70歳代初めの男性。3年前から話の辻褄が合わなくなり、日中に白昼夢のような発言が数時間続く一方、その後は普通に会話できることもあった。ある日、昼寝中に全く反応がなくなり救急搬送。救急外来では支離滅裂な発話・軽度の筋強剛を認め、脳波では8〜9 Hzのslow α波を観察。意識障害精査のため入院となった。
入院後経過
ドネペジル投与により1週間程度で日中の意識が安定。廃用症候群・パーキンソニズムによる歩行障害に対しリハビリを行い、3週間で5mの歩行器歩行が可能となりリハビリ病院へ転院。

現病歴・初診時現症
70歳代半ばの男性。DLB診断から4年経過。50歳代より双極性障害でオランザピン10mgを継続。立ちくらみや歩行転倒が増えたため神経内科紹介。初診時、仮面様顔貌・動作緩慢・小刻み歩行・両上肢筋強剛・姿勢反射障害を認め、MMSE 19/30点。注意障害や視空間認知障害が目立った。
入院後経過
オランザピン漸減中止で歩行改善。しかし抑うつ悪化・昏迷状態となり、修正型電気けいれん療法(m-ECT)を計11回施行し寛解。その後「火事が起きている」などの幻視出現のためドネペジル3→5mgへ増量し改善。

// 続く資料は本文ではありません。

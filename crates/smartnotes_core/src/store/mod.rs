//! Persistence collaborators for the note repository.
//!
//! # Responsibility
//! - Define the snapshot load/save contract the repository delegates to.
//! - Isolate serialization and SQL details from repository logic.
//!
//! # Invariants
//! - `save` replaces the whole persisted snapshot; partial writes are never
//!   observable after a successful return.
//! - `load` rejects malformed persisted state instead of masking it.

use std::error::Error;
use std::fmt::{Display, Formatter};

pub mod json_store;
pub mod sqlite_store;

use crate::model::note::Note;

pub type StoreResult<T> = Result<T, StoreError>;

/// Store-layer error for snapshot persistence operations.
#[derive(Debug)]
pub enum StoreError {
    Io(std::io::Error),
    Json(serde_json::Error),
    Sqlite(rusqlite::Error),
    InvalidData(String),
}

impl Display for StoreError {
    fn fmt(&self, f: &mut Formatter<'_>) -> std::fmt::Result {
        match self {
            Self::Io(err) => write!(f, "{err}"),
            Self::Json(err) => write!(f, "{err}"),
            Self::Sqlite(err) => write!(f, "{err}"),
            Self::InvalidData(message) => write!(f, "invalid persisted note data: {message}"),
        }
    }
}

impl Error for StoreError {
    fn source(&self) -> Option<&(dyn Error + 'static)> {
        match self {
            Self::Io(err) => Some(err),
            Self::Json(err) => Some(err),
            Self::Sqlite(err) => Some(err),
            Self::InvalidData(_) => None,
        }
    }
}

impl From<std::io::Error> for StoreError {
    fn from(value: std::io::Error) -> Self {
        Self::Io(value)
    }
}

impl From<serde_json::Error> for StoreError {
    fn from(value: serde_json::Error) -> Self {
        Self::Json(value)
    }
}

impl From<rusqlite::Error> for StoreError {
    fn from(value: rusqlite::Error) -> Self {
        Self::Sqlite(value)
    }
}

/// Snapshot persistence contract used by the repository.
///
/// The repository calls `load` once at startup and `save` after each
/// mutation, before the mutation becomes visible to callers.
pub trait NoteStore {
    /// Loads the persisted snapshot. An absent backing file/table yields an
    /// empty list, not an error.
    fn load(&mut self) -> StoreResult<Vec<Note>>;
    /// Atomically replaces the persisted snapshot with `notes`.
    fn save(&mut self, notes: &[Note]) -> StoreResult<()>;
}
//! CLI smoke entry point.
//!
//! # Responsibility
//! - Provide a minimal executable to verify `smartnotes_core` wiring.
//! - Seed the classic sample notes and print the display-ordered list.

use smartnotes_core::{
    display_title, leading_tags, MemoryNoteRepository, NoteChanges, NoteQuery, NoteService,
    NoteServiceError,
};

fn main() {
    println!("smartnotes_core version={}", smartnotes_core::core_version());

    if let Err(err) = run() {
        eprintln!("smartnotes_cli failed: {err}");
        std::process::exit(1);
    }
}

fn run() -> Result<(), NoteServiceError> {
    let mut service = NoteService::new(MemoryNoteRepository::new());

    let grocery = service.create_note("Grocery List", "Milk, Bread, Eggs")?;
    service.update_note(
        grocery.id,
        NoteChanges {
            tags: Some(vec!["home".to_string()]),
            ..NoteChanges::default()
        },
    )?;
    let idea = service.create_note("App Idea", "A note app that tracks github streaks.")?;
    service.create_note("Meeting Notes", "Discuss project roadmap.")?;
    service.toggle_pin(idea.id)?;

    println!("tags: {}", service.list_tags().join(", "));

    for note in service.list_notes(&NoteQuery::default()) {
        let pin_marker = if note.pinned { "*" } else { " " };
        println!(
            "{pin_marker} {:<16} tags=[{}]",
            display_title(&note),
            leading_tags(&note, 3).join(", ")
        );
    }

    for needle in ["milk", "roadmap"] {
        let hits = service.list_notes(&NoteQuery::search(needle));
        println!("search `{needle}` hits={}", hits.len());
    }

    Ok(())
}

DLBは認知機能障害・精神症状・運動症状・自律神経症状・睡眠障害など多彩な症状をもち、患者ごとに複数の問題を抱えることが多い。マネージメントは非薬物療法と薬物療法を組み合わせ、多様な症状に目を向けて個々の症例に合わせた治療目標を設定することが重要。
非薬物療法
幻視は常に治療が必要とは限らず、害がなければ様子をみてよい場合も多い。パレイドリアを誘発する実在物品を減らし、室内を簡素・明るくする環境調整が有効。嫉妬妄想には「認知症における嫉妬妄想治療マニュアル」にもとづき、配偶者の単独外出を減らす・デイサービス活用・患者を尊重する声かけ・多職種介入などを行う。抑うつ・アパシーには適切な社会的・環境的刺激が効果的な場合がある。
薬物療法
ドネペジルは本邦でDLBの認知症状進行抑制に保険適用。幻覚・妄想へのセカンドラインとして抗精神病薬(オフラベル)使用の場合、過敏性による過鎮静・パーキンソニズム悪化に注意。比較的安全とされるのはクエチアピン・アリピプラゾール。抑うつにはSSRI/SNRIにエビデンス(Parkinson病での知見)。抗コリン作用をもつ三環系抗うつ薬は避けることが望ましい。